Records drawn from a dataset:
•••
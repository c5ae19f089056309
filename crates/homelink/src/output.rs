//! Output formatting: table, JSON, YAML, plain.
//!
//! Renders data in the format selected by `--output`. Table uses `tabled`,
//! structured formats use serde, plain emits one identifier per line.

use std::io::{self, IsTerminal, Write};

use owo_colors::OwoColorize;
use tabled::{Table, Tabled, settings::Style};

use crate::cli::{ColorMode, OutputFormat};
use crate::error::CliError;

// ── Color helpers ────────────────────────────────────────────────────

pub fn should_color(mode: ColorMode) -> bool {
    match mode {
        ColorMode::Always => true,
        ColorMode::Never => false,
        ColorMode::Auto => io::stdout().is_terminal() && std::env::var("NO_COLOR").is_err(),
    }
}

/// Entity state, colored by what it usually means.
pub fn paint_state(state: &str, color: bool) -> String {
    if !color {
        return state.to_owned();
    }
    match state {
        "on" | "open" | "home" | "playing" | "unlocked" => state.green().to_string(),
        "off" | "closed" | "not_home" | "idle" | "locked" => state.bright_black().to_string(),
        "unavailable" | "unknown" => state.red().to_string(),
        _ => state.cyan().to_string(),
    }
}

// ── Render dispatchers ───────────────────────────────────────────────

/// Render a list of items in the chosen format.
///
/// - `table`: builds rows with `to_row` and renders them with `tabled`
/// - `json` / `json-compact` / `yaml`: serializes the original data
/// - `plain`: calls `id_fn` on each item to emit one identifier per line
pub fn render_list<T, R>(
    format: OutputFormat,
    data: &[T],
    to_row: impl Fn(&T) -> R,
    id_fn: impl Fn(&T) -> String,
) -> Result<String, CliError>
where
    T: serde::Serialize,
    R: Tabled,
{
    match format {
        OutputFormat::Table => {
            let rows: Vec<R> = data.iter().map(to_row).collect();
            Ok(render_table(&rows))
        }
        OutputFormat::Plain => Ok(data.iter().map(&id_fn).collect::<Vec<_>>().join("\n")),
        structured => render_structured(structured, data),
    }
}

/// Render a single item. Table rendering uses `detail_fn`, since detail
/// views are key/value blocks rather than rows.
pub fn render_single<T>(
    format: OutputFormat,
    data: &T,
    detail_fn: impl Fn(&T) -> String,
    id_fn: impl Fn(&T) -> String,
) -> Result<String, CliError>
where
    T: serde::Serialize + ?Sized,
{
    match format {
        OutputFormat::Table => Ok(detail_fn(data)),
        OutputFormat::Plain => Ok(id_fn(data)),
        structured => render_structured(structured, data),
    }
}

/// Serialize as JSON or YAML; table and plain fall back to pretty JSON.
pub fn render_structured<T: serde::Serialize + ?Sized>(
    format: OutputFormat,
    data: &T,
) -> Result<String, CliError> {
    match format {
        OutputFormat::JsonCompact => Ok(serde_json::to_string(data)?),
        OutputFormat::Yaml => serde_yaml::to_string(data).map_err(|e| CliError::Validation {
            field: "output".into(),
            reason: format!("cannot render YAML: {e}"),
        }),
        _ => Ok(serde_json::to_string_pretty(data)?),
    }
}

/// Print the rendered output to stdout, respecting quiet mode.
pub fn print_output(output: &str, quiet: bool) {
    if quiet || output.is_empty() {
        return;
    }
    let mut stdout = io::stdout().lock();
    let _ = writeln!(stdout, "{output}");
}

fn render_table<R: Tabled>(rows: &[R]) -> String {
    Table::new(rows).with(Style::rounded()).to_string()
}

#[cfg(test)]
#[allow(clippy::unwrap_used)]
mod tests {
    use serde::Serialize;

    use super::*;

    #[derive(Serialize)]
    struct Item {
        entity_id: &'static str,
        state: &'static str,
    }

    #[derive(Tabled)]
    struct ItemRow {
        #[tabled(rename = "ENTITY")]
        entity_id: String,
    }

    fn items() -> Vec<Item> {
        vec![
            Item {
                entity_id: "light.kitchen",
                state: "on",
            },
            Item {
                entity_id: "sun.sun",
                state: "above_horizon",
            },
        ]
    }

    fn row(item: &Item) -> ItemRow {
        ItemRow {
            entity_id: item.entity_id.into(),
        }
    }

    #[test]
    fn table_has_header_and_rows() {
        let out = render_list(OutputFormat::Table, &items(), row, |i| i.entity_id.into()).unwrap();
        assert!(out.contains("ENTITY"));
        assert!(out.contains("light.kitchen"));
        assert!(out.contains("sun.sun"));
    }

    #[test]
    fn plain_prints_one_id_per_line() {
        let out = render_list(OutputFormat::Plain, &items(), row, |i| i.entity_id.into()).unwrap();
        assert_eq!(out, "light.kitchen\nsun.sun");
    }

    #[test]
    fn structured_formats_serialize_the_data() {
        let out = render_list(OutputFormat::JsonCompact, &items(), row, |i| i.entity_id.into()).unwrap();
        assert_eq!(
            out,
            r#"[{"entity_id":"light.kitchen","state":"on"},{"entity_id":"sun.sun","state":"above_horizon"}]"#
        );

        let out = render_single(OutputFormat::Yaml, &items()[0], |_| String::new(), |_| String::new()).unwrap();
        assert!(out.contains("entity_id: light.kitchen"), "{out}");
    }

    #[test]
    fn colorless_state_is_untouched() {
        assert_eq!(paint_state("on", false), "on");
        assert_ne!(paint_state("on", true), "on");
    }
}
•••
Activity: Scan the entries above, and wherever a line holds the string "collect", copy it.

Solution to the problem:
            let rows: Vec<R> = data.iter().map(to_row).collect();
        OutputFormat::Plain => Ok(data.iter().map(&id_fn).collect::<Vec<_>>().join("\n")),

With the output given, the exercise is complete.